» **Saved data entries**
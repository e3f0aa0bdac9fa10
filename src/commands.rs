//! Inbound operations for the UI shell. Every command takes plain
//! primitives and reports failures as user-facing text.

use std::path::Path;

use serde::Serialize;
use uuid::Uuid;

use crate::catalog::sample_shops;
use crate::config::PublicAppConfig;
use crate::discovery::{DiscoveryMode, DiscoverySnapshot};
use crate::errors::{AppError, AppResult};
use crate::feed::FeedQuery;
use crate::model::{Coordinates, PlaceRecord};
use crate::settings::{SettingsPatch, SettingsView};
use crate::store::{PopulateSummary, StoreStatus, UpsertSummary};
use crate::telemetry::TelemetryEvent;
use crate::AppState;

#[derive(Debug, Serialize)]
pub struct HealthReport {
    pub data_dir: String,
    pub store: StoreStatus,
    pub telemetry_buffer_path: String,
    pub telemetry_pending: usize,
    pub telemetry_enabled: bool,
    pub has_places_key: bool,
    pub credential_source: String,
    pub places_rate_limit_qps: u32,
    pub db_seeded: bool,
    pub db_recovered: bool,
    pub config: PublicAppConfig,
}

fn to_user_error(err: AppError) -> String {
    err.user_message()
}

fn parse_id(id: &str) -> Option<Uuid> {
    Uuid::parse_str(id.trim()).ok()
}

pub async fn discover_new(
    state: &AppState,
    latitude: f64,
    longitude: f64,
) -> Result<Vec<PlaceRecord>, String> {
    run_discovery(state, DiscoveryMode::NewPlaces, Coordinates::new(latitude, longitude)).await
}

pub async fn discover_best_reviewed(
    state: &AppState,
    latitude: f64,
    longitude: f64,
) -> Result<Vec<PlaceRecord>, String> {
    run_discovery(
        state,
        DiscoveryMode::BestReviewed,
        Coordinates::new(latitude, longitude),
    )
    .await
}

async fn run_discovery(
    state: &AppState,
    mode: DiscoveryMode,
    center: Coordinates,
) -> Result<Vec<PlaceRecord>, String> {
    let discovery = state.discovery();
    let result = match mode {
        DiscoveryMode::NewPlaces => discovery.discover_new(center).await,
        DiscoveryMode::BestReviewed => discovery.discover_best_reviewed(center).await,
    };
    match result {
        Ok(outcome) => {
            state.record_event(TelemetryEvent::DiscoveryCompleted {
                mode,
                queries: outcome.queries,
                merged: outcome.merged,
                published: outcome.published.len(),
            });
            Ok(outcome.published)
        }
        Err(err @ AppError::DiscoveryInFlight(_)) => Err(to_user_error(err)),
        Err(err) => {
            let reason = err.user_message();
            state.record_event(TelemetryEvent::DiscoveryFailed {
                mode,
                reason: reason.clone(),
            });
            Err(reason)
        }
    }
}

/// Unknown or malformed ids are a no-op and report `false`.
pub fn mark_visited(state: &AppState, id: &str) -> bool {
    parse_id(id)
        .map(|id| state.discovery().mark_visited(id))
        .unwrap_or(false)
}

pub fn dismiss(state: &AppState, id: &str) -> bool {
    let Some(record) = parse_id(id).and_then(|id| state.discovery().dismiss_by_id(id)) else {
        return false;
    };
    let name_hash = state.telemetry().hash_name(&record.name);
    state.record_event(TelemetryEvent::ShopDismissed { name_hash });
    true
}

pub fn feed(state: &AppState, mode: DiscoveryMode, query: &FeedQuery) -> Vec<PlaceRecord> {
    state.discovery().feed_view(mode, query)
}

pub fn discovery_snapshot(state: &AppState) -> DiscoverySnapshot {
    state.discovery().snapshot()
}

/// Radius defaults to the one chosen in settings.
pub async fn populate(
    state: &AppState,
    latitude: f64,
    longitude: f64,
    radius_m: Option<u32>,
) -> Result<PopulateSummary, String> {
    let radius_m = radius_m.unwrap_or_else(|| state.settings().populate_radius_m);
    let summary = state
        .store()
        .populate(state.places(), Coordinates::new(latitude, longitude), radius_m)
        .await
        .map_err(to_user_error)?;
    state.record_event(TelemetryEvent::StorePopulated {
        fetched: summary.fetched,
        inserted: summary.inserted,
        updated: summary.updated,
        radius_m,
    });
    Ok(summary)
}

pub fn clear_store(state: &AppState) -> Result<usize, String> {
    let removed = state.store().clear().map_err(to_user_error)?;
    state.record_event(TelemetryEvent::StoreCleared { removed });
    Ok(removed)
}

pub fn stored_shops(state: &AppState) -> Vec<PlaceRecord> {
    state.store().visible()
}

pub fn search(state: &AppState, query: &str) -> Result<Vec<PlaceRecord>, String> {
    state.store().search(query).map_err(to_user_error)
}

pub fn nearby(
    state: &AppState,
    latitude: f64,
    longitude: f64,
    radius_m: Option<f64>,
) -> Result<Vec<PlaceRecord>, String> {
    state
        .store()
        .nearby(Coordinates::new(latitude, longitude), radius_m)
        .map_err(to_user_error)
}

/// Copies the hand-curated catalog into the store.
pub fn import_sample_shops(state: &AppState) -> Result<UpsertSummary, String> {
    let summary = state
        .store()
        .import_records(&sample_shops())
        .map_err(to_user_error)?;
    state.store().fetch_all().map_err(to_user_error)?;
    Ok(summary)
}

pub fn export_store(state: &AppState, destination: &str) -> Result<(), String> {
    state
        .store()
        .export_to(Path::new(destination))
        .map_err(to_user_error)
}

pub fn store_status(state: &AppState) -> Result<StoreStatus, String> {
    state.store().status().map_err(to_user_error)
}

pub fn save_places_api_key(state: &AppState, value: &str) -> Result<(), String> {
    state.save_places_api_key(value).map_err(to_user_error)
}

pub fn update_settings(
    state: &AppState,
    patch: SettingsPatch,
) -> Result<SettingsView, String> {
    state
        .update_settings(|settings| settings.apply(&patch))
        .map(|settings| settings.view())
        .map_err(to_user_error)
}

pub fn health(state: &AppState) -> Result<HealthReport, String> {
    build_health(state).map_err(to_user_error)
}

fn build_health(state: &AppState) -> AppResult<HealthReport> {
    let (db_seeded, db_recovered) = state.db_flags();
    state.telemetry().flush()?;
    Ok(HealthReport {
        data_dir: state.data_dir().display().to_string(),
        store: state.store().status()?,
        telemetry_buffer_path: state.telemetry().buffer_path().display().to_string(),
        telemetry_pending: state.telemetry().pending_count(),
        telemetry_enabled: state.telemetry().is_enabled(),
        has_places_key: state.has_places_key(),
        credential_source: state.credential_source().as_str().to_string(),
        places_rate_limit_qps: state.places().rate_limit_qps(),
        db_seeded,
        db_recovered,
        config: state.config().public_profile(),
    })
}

» **Aim of the exercise**
Provide a faithful, complete copy of the entries above.

» **Response to this task**
repository e3f0aa0bdac9fa10
filename src/commands.rs
//! Inbound operations for the UI shell. Every command takes plain
//! primitives and reports failures as user-facing text.

use std::path::Path;

use serde::Serialize;
use uuid::Uuid;

use crate::catalog::sample_shops;
use crate::config::PublicAppConfig;
use crate::discovery::{DiscoveryMode, DiscoverySnapshot};
use crate::errors::{AppError, AppResult};
use crate::feed::FeedQuery;
use crate::model::{Coordinates, PlaceRecord};
use crate::settings::{SettingsPatch, SettingsView};
use crate::store::{PopulateSummary, StoreStatus, UpsertSummary};
use crate::telemetry::TelemetryEvent;
use crate::AppState;

#[derive(Debug, Serialize)]
pub struct HealthReport {
    pub data_dir: String,
    pub store: StoreStatus,
    pub telemetry_buffer_path: String,
    pub telemetry_pending: usize,
    pub telemetry_enabled: bool,
    pub has_places_key: bool,
    pub credential_source: String,
    pub places_rate_limit_qps: u32,
    pub db_seeded: bool,
    pub db_recovered: bool,
    pub config: PublicAppConfig,
}

fn to_user_error(err: AppError) -> String {
    err.user_message()
}

fn parse_id(id: &str) -> Option<Uuid> {
    Uuid::parse_str(id.trim()).ok()
}

pub async fn discover_new(
    state: &AppState,
    latitude: f64,
    longitude: f64,
) -> Result<Vec<PlaceRecord>, String> {
    run_discovery(state, DiscoveryMode::NewPlaces, Coordinates::new(latitude, longitude)).await
}

pub async fn discover_best_reviewed(
    state: &AppState,
    latitude: f64,
    longitude: f64,
) -> Result<Vec<PlaceRecord>, String> {
    run_discovery(
        state,
        DiscoveryMode::BestReviewed,
        Coordinates::new(latitude, longitude),
    )
    .await
}

async fn run_discovery(
    state: &AppState,
    mode: DiscoveryMode,
    center: Coordinates,
) -> Result<Vec<PlaceRecord>, String> {
    let discovery = state.discovery();
    let result = match mode {
        DiscoveryMode::NewPlaces => discovery.discover_new(center).await,
        DiscoveryMode::BestReviewed => discovery.discover_best_reviewed(center).await,
    };
    match result {
        Ok(outcome) => {
            state.record_event(TelemetryEvent::DiscoveryCompleted {
                mode,
                queries: outcome.queries,
                merged: outcome.merged,
                published: outcome.published.len(),
            });
            Ok(outcome.published)
        }
        Err(err @ AppError::DiscoveryInFlight(_)) => Err(to_user_error(err)),
        Err(err) => {
            let reason = err.user_message();
            state.record_event(TelemetryEvent::DiscoveryFailed {
                mode,
                reason: reason.clone(),
            });
            Err(reason)
        }
    }
}

/// Unknown or malformed ids are a no-op and report `false`.
pub fn mark_visited(state: &AppState, id: &str) -> bool {
    parse_id(id)
        .map(|id| state.discovery().mark_visited(id))
        .unwrap_or(false)
}

pub fn dismiss(state: &AppState, id: &str) -> bool {
    let Some(record) = parse_id(id).and_then(|id| state.discovery().dismiss_by_id(id)) else {
        return false;
    };
    let name_hash = state.telemetry().hash_name(&record.name);
    state.record_event(TelemetryEvent::ShopDismissed { name_hash });
    true
}

pub fn feed(state: &AppState, mode: DiscoveryMode, query: &FeedQuery) -> Vec<PlaceRecord> {
    state.discovery().feed_view(mode, query)
}

pub fn discovery_snapshot(state: &AppState) -> DiscoverySnapshot {
    state.discovery().snapshot()
}

/// Radius defaults to the one chosen in settings.
pub async fn populate(
    state: &AppState,
    latitude: f64,
    longitude: f64,
    radius_m: Option<u32>,
) -> Result<PopulateSummary, String> {
    let radius_m = radius_m.unwrap_or_else(|| state.settings().populate_radius_m);
    let summary = state
        .store()
        .populate(state.places(), Coordinates::new(latitude, longitude), radius_m)
        .await
        .map_err(to_user_error)?;
    state.record_event(TelemetryEvent::StorePopulated {
        fetched: summary.fetched,
        inserted: summary.inserted,
        updated: summary.updated,
        radius_m,
    });
    Ok(summary)
}

pub fn clear_store(state: &AppState) -> Result<usize, String> {
    let removed = state.store().clear().map_err(to_user_error)?;
    state.record_event(TelemetryEvent::StoreCleared { removed });
    Ok(removed)
}

pub fn stored_shops(state: &AppState) -> Vec<PlaceRecord> {
    state.store().visible()
}

pub fn search(state: &AppState, query: &str) -> Result<Vec<PlaceRecord>, String> {
    state.store().search(query).map_err(to_user_error)
}

pub fn nearby(
    state: &AppState,
    latitude: f64,
    longitude: f64,
    radius_m: Option<f64>,
) -> Result<Vec<PlaceRecord>, String> {
    state
        .store()
        .nearby(Coordinates::new(latitude, longitude), radius_m)
        .map_err(to_user_error)
}

/// Copies the hand-curated catalog into the store.
pub fn import_sample_shops(state: &AppState) -> Result<UpsertSummary, String> {
    let summary = state
        .store()
        .import_records(&sample_shops())
        .map_err(to_user_error)?;
    state.store().fetch_all().map_err(to_user_error)?;
    Ok(summary)
}

pub fn export_store(state: &AppState, destination: &str) -> Result<(), String> {
    state
        .store()
        .export_to(Path::new(destination))
        .map_err(to_user_error)
}

pub fn store_status(state: &AppState) -> Result<StoreStatus, String> {
    state.store().status().map_err(to_user_error)
}

pub fn save_places_api_key(state: &AppState, value: &str) -> Result<(), String> {
    state.save_places_api_key(value).map_err(to_user_error)
}

pub fn update_settings(
    state: &AppState,
    patch: SettingsPatch,
) -> Result<SettingsView, String> {
    state
        .update_settings(|settings| settings.apply(&patch))
        .map(|settings| settings.view())
        .map_err(to_user_error)
}

pub fn health(state: &AppState) -> Result<HealthReport, String> {
    build_health(state).map_err(to_user_error)
}

fn build_health(state: &AppState) -> AppResult<HealthReport> {
    let (db_seeded, db_recovered) = state.db_flags();
    state.telemetry().flush()?;
    Ok(HealthReport {
        data_dir: state.data_dir().display().to_string(),
        store: state.store().status()?,
        telemetry_buffer_path: state.telemetry().buffer_path().display().to_string(),
        telemetry_pending: state.telemetry().pending_count(),
        telemetry_enabled: state.telemetry().is_enabled(),
        has_places_key: state.has_places_key(),
        credential_source: state.credential_source().as_str().to_string(),
        places_rate_limit_qps: state.places().rate_limit_qps(),
        db_seeded,
        db_recovered,
        config: state.config().public_profile(),
    })
}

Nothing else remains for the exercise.